An example would be:
"what was Arts attendance last quarter"
Tagged as:
what was <START:dept> Arts <END> <START:filter> attendance <END> last <START:calc> quarter <END>
We've tried to come up with many different variations of the questions with varying departments, filters, etc.. We're still not at 15k only at 14.6k, so still working towards that.
As far as analyzing the question this is the start of it:
InputStream tokenStream = getClass().getResourceAsStream("/en-token.bin"); //$NON-NLS
TokenizerModel tokenModel = new TokenizerModel(tokenStream);
Tokenizer tokenizer = new TokenizerME(tokenModel);
for (String name : modelNames) {
tokenizedQuestion = tokenizer.tokenize(question);
String alteredQuestion = question;
TokenNameFinderModel entityModel = new TokenNameFinderModel(getClass().getResourceAsStream(name));
NameFinderME nameFinder = new NameFinderME(entityModel);
Span[] nameSpans = nameFinder.find(tokenizedQuestion);
for (Span span : nameSpans) {
if (span.getType().equals("dept")) {
deptList.add(span);
} else if (span.getType().equals("filter")) {
filterList.add(span);
} else if (span.getType().equals("calculation"){
calculationList.add(span);
}
}
The problem now is if you put in "what was Bugs Bunny last cartoon" you get 'Bugs' as a dept, 'Bunny' as a filter, and 'cartoon' as a calculation.

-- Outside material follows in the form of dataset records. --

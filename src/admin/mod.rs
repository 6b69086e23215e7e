//! Admin API (C9): the JSON control surface the CLI's remote client and any
//! other operator tooling talk to. Grounded on `registry/protocol.rs`'s
//! axum router/state/bearer-scope shape, generalized from registry scopes
//! to the four admin resource names (`routes`, `secrets`, `config`,
//! `status`) named in the scope model.

pub mod handlers;
pub mod sse;

use std::{path::PathBuf, sync::Arc};

use axum::{
    extract::State,
    http::HeaderMap,
    middleware::{self, Next},
    response::{IntoResponse, Response},
    routing::{get, post},
    Router,
};
use tokio::sync::{mpsc, RwLock};

use crate::{
    auth::{
        scope::{Scope, ScopeType},
        AuthService,
    },
    backup::BackupService,
    config::GordonConfig,
    engine::ContainerEngine,
    error::{GordonError, GordonResult},
    events::OrchestratorEvent,
    orchestrator::Orchestrator,
    proxy::router::RoutingTable,
    registry::store::Store,
    secrets::SecretsBackend,
};

/// Shared state for every `/admin/*` handler.
pub struct AdminState {
    pub config: Arc<RwLock<GordonConfig>>,
    pub store: Arc<Store>,
    pub auth: Arc<AuthService>,
    pub routes: Arc<RoutingTable>,
    pub engine: Arc<dyn ContainerEngine>,
    pub secrets: Arc<dyn SecretsBackend>,
    pub orchestrator: Arc<Orchestrator>,
    pub backups: Arc<BackupService>,
    pub events: mpsc::Sender<OrchestratorEvent>,
    pub log_path: PathBuf,
}

/// Builds the `/admin/*` router over `state`.
pub fn router(state: Arc<AdminState>) -> Router {
    Router::new()
        .route("/admin/status", get(handlers::status))
        .route("/admin/health", get(handlers::health))
        .route(
            "/admin/routes",
            get(handlers::list_routes).post(handlers::create_route),
        )
        .route(
            "/admin/routes/{domain}",
            get(handlers::get_route).put(handlers::put_route).delete(handlers::delete_route),
        )
        .route("/admin/routes/{domain}/attachments", get(handlers::route_attachments))
        .route("/admin/networks", get(handlers::networks))
        .route(
            "/admin/attachments",
            get(handlers::list_attachments).post(handlers::create_attachment),
        )
        .route("/admin/attachments/{target}", get(handlers::attachments_for_target))
        .route("/admin/attachments/{target}/{image}", axum::routing::delete(handlers::delete_attachment))
        .route(
            "/admin/secrets/{domain}",
            get(handlers::get_secrets).post(handlers::set_secrets),
        )
        .route("/admin/secrets/{domain}/{key}", axum::routing::delete(handlers::delete_secret))
        .route(
            "/admin/secrets/{domain}/attachments/{svc}",
            post(handlers::set_attachment_secrets).delete(handlers::delete_attachment_secrets),
        )
        .route(
            "/admin/secrets/{domain}/attachments/{svc}/{key}",
            axum::routing::delete(handlers::delete_attachment_secret),
        )
        .route("/admin/reload", post(handlers::reload))
        .route("/admin/deploy/{domain}", post(handlers::deploy))
        .route("/admin/restart/{domain}", post(handlers::restart))
        .route("/admin/tags/{*repo}", get(handlers::tags))
        .route("/admin/logs", get(handlers::logs))
        .route("/admin/logs/{domain}", get(handlers::container_logs))
        .route(
            "/admin/backups",
            get(handlers::list_all_backups).post(handlers::run_backup_no_domain),
        )
        .route(
            "/admin/backups/{domain}",
            get(handlers::list_backups).post(handlers::run_backup),
        )
        .route("/admin/images", get(handlers::list_images))
        .route("/admin/images/prune", post(handlers::prune_images))
        .route("/admin/auth/verify", get(handlers::verify_token))
        .layer(middleware::from_fn_with_state(state.clone(), auth_layer))
        .with_state(state)
}

async fn auth_layer(State(state): State<Arc<AdminState>>, req: axum::extract::Request, next: Next) -> Response {
    let enabled = state.config.read().await.auth.enabled;
    if !enabled {
        return next.run(req).await;
    }
    let (resource, action) = resource_for_path(req.uri().path(), req.method());
    if let Err(e) = require_admin_scope(&state, req.headers(), resource, action).await {
        return e.into_response();
    }
    next.run(req).await
}

/// Maps a request's path/method onto one of the four admin scope resources
/// (§ GLOSSARY "Scope"). Read-only `GET`s request `read`; everything else
/// requests `write`.
fn resource_for_path(path: &str, method: &axum::http::Method) -> (&'static str, &'static str) {
    let action = if method == axum::http::Method::GET { "read" } else { "write" };
    let resource = if path.starts_with("/admin/secrets") || path.starts_with("/admin/backups") {
        "secrets"
    } else if path.starts_with("/admin/reload") {
        "config"
    } else if path.starts_with("/admin/status")
        || path.starts_with("/admin/health")
        || path.starts_with("/admin/tags")
        || path.starts_with("/admin/logs")
        || path.starts_with("/admin/auth/verify")
    {
        "status"
    } else {
        "routes"
    };
    (resource, action)
}

fn extract_bearer(headers: &HeaderMap) -> Option<&str> {
    headers.get("authorization")?.to_str().ok()?.strip_prefix("Bearer ")
}

/// Validates a bearer token against `admin:<resource>:<action>`, the same
/// shape `registry::protocol::require_scope` enforces for repositories.
pub async fn require_admin_scope(state: &AdminState, headers: &HeaderMap, resource: &str, action: &str) -> GordonResult<crate::auth::token_store::AuthToken> {
    let token = extract_bearer(headers).ok_or_else(|| GordonError::Unauthorized("missing bearer token".to_string()))?;
    let record = state.auth.validate(token).await?;
    let requested = Scope {
        type_: ScopeType::Admin,
        name: resource.to_string(),
        actions: vec![action.to_string()],
    };
    if crate::auth::scope::any_satisfies(&record.scopes, &requested) {
        Ok(record)
    } else {
        Err(GordonError::Forbidden(format!("missing scope admin:{resource}:{action}")))
    }
}

#[cfg(test)]
mod tests {
    use super::*;

    #[test]
    fn get_requests_map_to_read_action() {
        assert_eq!(resource_for_path("/admin/routes", &axum::http::Method::GET), ("routes", "read"));
    }

    #[test]
    fn mutating_requests_map_to_write_action() {
        assert_eq!(resource_for_path("/admin/routes", &axum::http::Method::POST), ("routes", "write"));
    }

    #[test]
    fn secrets_and_backups_share_the_secrets_resource() {
        assert_eq!(resource_for_path("/admin/secrets/app.example.com", &axum::http::Method::GET).0, "secrets");
        assert_eq!(resource_for_path("/admin/backups/app.example.com", &axum::http::Method::POST).0, "secrets");
    }

    #[test]
    fn reload_maps_to_config_resource() {
        assert_eq!(resource_for_path("/admin/reload", &axum::http::Method::POST).0, "config");
    }
}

I'm guessing our training questions are to similar to each other and now it's assuming whatever follows "what was" is a department.
1. Is that a correct assumption and is there a better way of training these models?
2. Is the best bet to break each entity into it's own model? I did try this and had 105 unit tests that failed afterwards so, hoping to try something simpler first, lol.
Also I have read multiple threads on here about custom NER models, but most of what I've found is how to start one. There's also a thread about how multiple entity models don't work. I forget where the post was I found that putting null in for the type allows you to tag multiple types in the same model and it seems to work fairly well.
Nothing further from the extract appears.